[Activity]: Return only the lines running from the top of the entries to the line with "pub mod engine;", inclusive, exactly as written.

** Opening Data for this task block **

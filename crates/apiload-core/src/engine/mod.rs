pub mod aggregator;
pub mod runner;
pub mod virtual_user;

pub use aggregator::{RequestSample, StatsAggregator, CURRENT_RPS_WINDOW_SECS};
pub use runner::{run_load_test, LoadTestConfig, WaitTime};
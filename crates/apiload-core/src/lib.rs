pub mod config;
pub mod engine;
pub mod error;
pub mod report;
pub mod results;
pub mod target;
pub mod verify;

#[cfg(test)]
pub(crate) mod testing;

pub use error::{ApiloadError, ExtractError};
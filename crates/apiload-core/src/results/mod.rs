pub mod export;

use serde::{Deserialize, Serialize};

pub use export::{write_failures_csv, write_history_csv, write_reports, write_stats_csv};

/// Percentile columns of the stats file: (fraction, header label).
pub const PERCENTILES: [(f64, &str); 11] = [
    (0.50, "50%"),
    (0.66, "66%"),
    (0.75, "75%"),
    (0.80, "80%"),
    (0.90, "90%"),
    (0.95, "95%"),
    (0.98, "98%"),
    (0.99, "99%"),
    (0.999, "99.9%"),
    (0.9999, "99.99%"),
    (1.0, "100%"),
];

/// One row of `<prefix>_stats.csv`.
#[derive(Debug, Clone, PartialEq, Serialize, Deserialize)]
#[serde(rename_all = "snake_case")]
pub struct StatsRow {
    /// HTTP method; empty on the aggregate row.
    pub method: String,
    pub name: String,
    pub request_count: u64,
    pub failure_count: u64,
    pub median_ms: u64,
    pub average_ms: f64,
    pub min_ms: u64,
    pub max_ms: u64,
    pub average_content_size: f64,
    pub requests_per_second: f64,
    pub failures_per_second: f64,
    /// One entry per [`PERCENTILES`] column; `None` when there were no samples.
    pub percentiles: Vec<Option<u64>>,
}

/// One row of `<prefix>_stats_history.csv`, always for the aggregate.
#[derive(Debug, Clone, PartialEq, Serialize, Deserialize)]
#[serde(rename_all = "snake_case")]
pub struct HistoryRow {
    /// Unix epoch seconds.
    pub timestamp: i64,
    pub user_count: u32,
    pub name: String,
    pub requests_per_second: f64,
    pub failures_per_second: f64,
    pub total_request_count: u64,
    pub total_failure_count: u64,
    pub total_median_ms: u64,
    pub total_average_ms: f64,
    pub total_min_ms: u64,
    pub total_max_ms: u64,
}

/// One row of `<prefix>_failures.csv`.
#[derive(Debug, Clone, PartialEq, Eq, Serialize, Deserialize)]
#[serde(rename_all = "snake_case")]
pub struct FailureRow {
    pub method: String,
    pub name: String,
    pub error: String,
    pub occurrences: u64,
}

/// Everything a finished load test produced.
#[derive(Debug, Clone, Default, PartialEq, Serialize, Deserialize)]
#[serde(rename_all = "snake_case")]
pub struct LoadTestReport {
    pub stats: Vec<StatsRow>,
    pub history: Vec<HistoryRow>,
    pub failures: Vec<FailureRow>,
}

impl LoadTestReport {
    /// The trailing aggregate row, if any.
    pub fn aggregate(&self) -> Option<&StatsRow> {
        self.stats.last()
    }
}
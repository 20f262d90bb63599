//! The two APIs under test: how to build each request and how to judge the
//! response.

use std::io;

use reqwest::{Client, Method, RequestBuilder};
use serde::Serialize;
use serde_json::ser::Formatter;
use serde_json::{json, Serializer, Value};

use crate::config::Settings;
use crate::error::ApiloadError;

pub const OPENAI_BASE_URL: &str = "https://api.openai.com";
pub const HF_INFERENCE_BASE_URL: &str = "https://api-inference.huggingface.co";
pub const HF_HUB_BASE_URL: &str = "https://huggingface.co";

const PROMPT: &str = "Write a short description of API testing.";
const SYSTEM_PROMPT: &str = "You are a helpful assistant.";
const ERROR_SNIPPET_LEN: usize = 100;

#[derive(Debug, Clone, PartialEq, Eq)]
pub enum ApiTarget {
    /// Chat completion endpoint.
    OpenAi {
        api_key: String,
        model: String,
        base_url: String,
    },
    /// Hosted text-generation inference, or the public model docs page when
    /// no key is configured or the inference toggle is off.
    HuggingFace {
        api_key: Option<String>,
        model: String,
        use_api: bool,
        base_url: String,
    },
}

/// Result of judging one response.
#[derive(Debug, Clone, PartialEq, Eq)]
pub enum Outcome {
    Success,
    Failure(String),
}

impl ApiTarget {
    pub fn openai(settings: &Settings) -> Result<Self, ApiloadError> {
        let api_key = settings.openai_api_key.clone().ok_or_else(|| {
            ApiloadError::Config(
                "OPENAI_API_KEY environment variable not set; add it to the .env file".to_string(),
            )
        })?;
        Ok(ApiTarget::OpenAi {
            api_key,
            model: settings.openai_model.clone(),
            base_url: OPENAI_BASE_URL.to_string(),
        })
    }

    pub fn huggingface(settings: &Settings) -> Self {
        let use_api = settings.hf_use_api && settings.hf_api_key.is_some();
        ApiTarget::HuggingFace {
            api_key: settings.hf_api_key.clone(),
            model: settings.hf_model.clone(),
            use_api,
            base_url: if use_api {
                HF_INFERENCE_BASE_URL
            } else {
                HF_HUB_BASE_URL
            }
            .to_string(),
        }
    }

    /// Point the target at a different host.
    pub fn with_base_url(mut self, url: impl Into<String>) -> Self {
        match &mut self {
            ApiTarget::OpenAi { base_url, .. } | ApiTarget::HuggingFace { base_url, .. } => {
                *base_url = url.into();
            }
        }
        self
    }

    /// Short name used for the default report file prefix.
    pub fn system_name(&self) -> &'static str {
        match self {
            ApiTarget::OpenAi { .. } => "openai",
            ApiTarget::HuggingFace { .. } => "huggingface",
        }
    }

    pub fn method(&self) -> Method {
        match self {
            ApiTarget::OpenAi { .. } => Method::POST,
            ApiTarget::HuggingFace { use_api: true, .. } => Method::POST,
            ApiTarget::HuggingFace { .. } => Method::GET,
        }
    }

    /// Request path; also the endpoint name in the stats files.
    pub fn path(&self) -> String {
        match self {
            ApiTarget::OpenAi { .. } => "/v1/chat/completions".to_string(),
            ApiTarget::HuggingFace {
                model,
                use_api: true,
                ..
            } => format!("/pipeline/text-generation/{model}"),
            ApiTarget::HuggingFace { model, .. } => {
                format!("/docs/transformers/model_doc/{model}")
            }
        }
    }

    pub fn url(&self) -> String {
        let base = match self {
            ApiTarget::OpenAi { base_url, .. } | ApiTarget::HuggingFace { base_url, .. } => {
                base_url.trim_end_matches('/')
            }
        };
        format!("{base}{}", self.path())
    }

    pub fn body(&self) -> Option<Value> {
        match self {
            ApiTarget::OpenAi { model, .. } => Some(json!({
                "model": model,
                "messages": [
                    {"role": "system", "content": SYSTEM_PROMPT},
                    {"role": "user", "content": PROMPT},
                ],
                "max_tokens": 50,
            })),
            ApiTarget::HuggingFace { use_api: true, .. } => Some(json!({ "inputs": PROMPT })),
            ApiTarget::HuggingFace { .. } => None,
        }
    }

    fn bearer(&self) -> Option<&str> {
        match self {
            ApiTarget::OpenAi { api_key, .. } => Some(api_key),
            ApiTarget::HuggingFace {
                api_key: Some(key),
                use_api: true,
                ..
            } => Some(key),
            ApiTarget::HuggingFace { .. } => None,
        }
    }

    pub fn request(&self, client: &Client) -> RequestBuilder {
        let mut builder = client.request(self.method(), self.url());
        if let Some(token) = self.bearer() {
            builder = builder.bearer_auth(token);
        }
        if let Some(body) = self.body() {
            builder = builder.json(&body);
        }
        builder
    }

    /// 200 is success; anything else is a failure carrying the status and a
    /// short excerpt of the body.
    pub fn classify(&self, status: u16, body: &str) -> Outcome {
        if status == 200 {
            return Outcome::Success;
        }
        let detail = match self {
            ApiTarget::HuggingFace { use_api: false, .. } => truncate_chars(body, ERROR_SNIPPET_LEN),
            _ => match serde_json::from_str::<Value>(body) {
                Ok(value) => spaced_json(&value)
                    .unwrap_or_else(|| truncate_chars(body, ERROR_SNIPPET_LEN)),
                Err(_) => truncate_chars(body, ERROR_SNIPPET_LEN),
            },
        };
        Outcome::Failure(format!("Status code: {status}, Error: {detail}"))
    }
}

/// JSON with `", "` and `": "` separators and non-ASCII text escaped as
/// `\uXXXX`, the failure text locust records for a JSON error body.
struct SpacedFormatter;

impl Formatter for SpacedFormatter {
    fn begin_array_value<W: ?Sized + io::Write>(
        &mut self,
        writer: &mut W,
        first: bool,
    ) -> io::Result<()> {
        if first {
            Ok(())
        } else {
            writer.write_all(b", ")
        }
    }

    fn begin_object_key<W: ?Sized + io::Write>(
        &mut self,
        writer: &mut W,
        first: bool,
    ) -> io::Result<()> {
        if first {
            Ok(())
        } else {
            writer.write_all(b", ")
        }
    }

    fn begin_object_value<W: ?Sized + io::Write>(&mut self, writer: &mut W) -> io::Result<()> {
        writer.write_all(b": ")
    }

    fn write_string_fragment<W: ?Sized + io::Write>(
        &mut self,
        writer: &mut W,
        fragment: &str,
    ) -> io::Result<()> {
        for c in fragment.chars() {
            if c.is_ascii() {
                writer.write_all(&[c as u8])?;
            } else {
                let mut units = [0u16; 2];
                for unit in c.encode_utf16(&mut units) {
                    write!(writer, "\\u{unit:04x}")?;
                }
            }
        }
        Ok(())
    }
}

fn spaced_json(value: &Value) -> Option<String> {
    let mut out = Vec::new();
    let mut ser = Serializer::with_formatter(&mut out, SpacedFormatter);
    value.serialize(&mut ser).ok()?;
    String::from_utf8(out).ok()
}

pub(crate) fn truncate_chars(s: &str, max: usize) -> String {
    s.chars().take(max).collect()
}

** Closing Data for this task block **

[Solution to this problem]:
filename crates/apiload-core/src/engine/mod.rs
pub mod aggregator;
pub mod runner;
pub mod virtual_user;

pub use aggregator::{RequestSample, StatsAggregator, CURRENT_RPS_WINDOW_SECS};
pub use runner::{run_load_test, LoadTestConfig, WaitTime};
filename crates/apiload-core/src/lib.rs
pub mod config;
pub mod engine;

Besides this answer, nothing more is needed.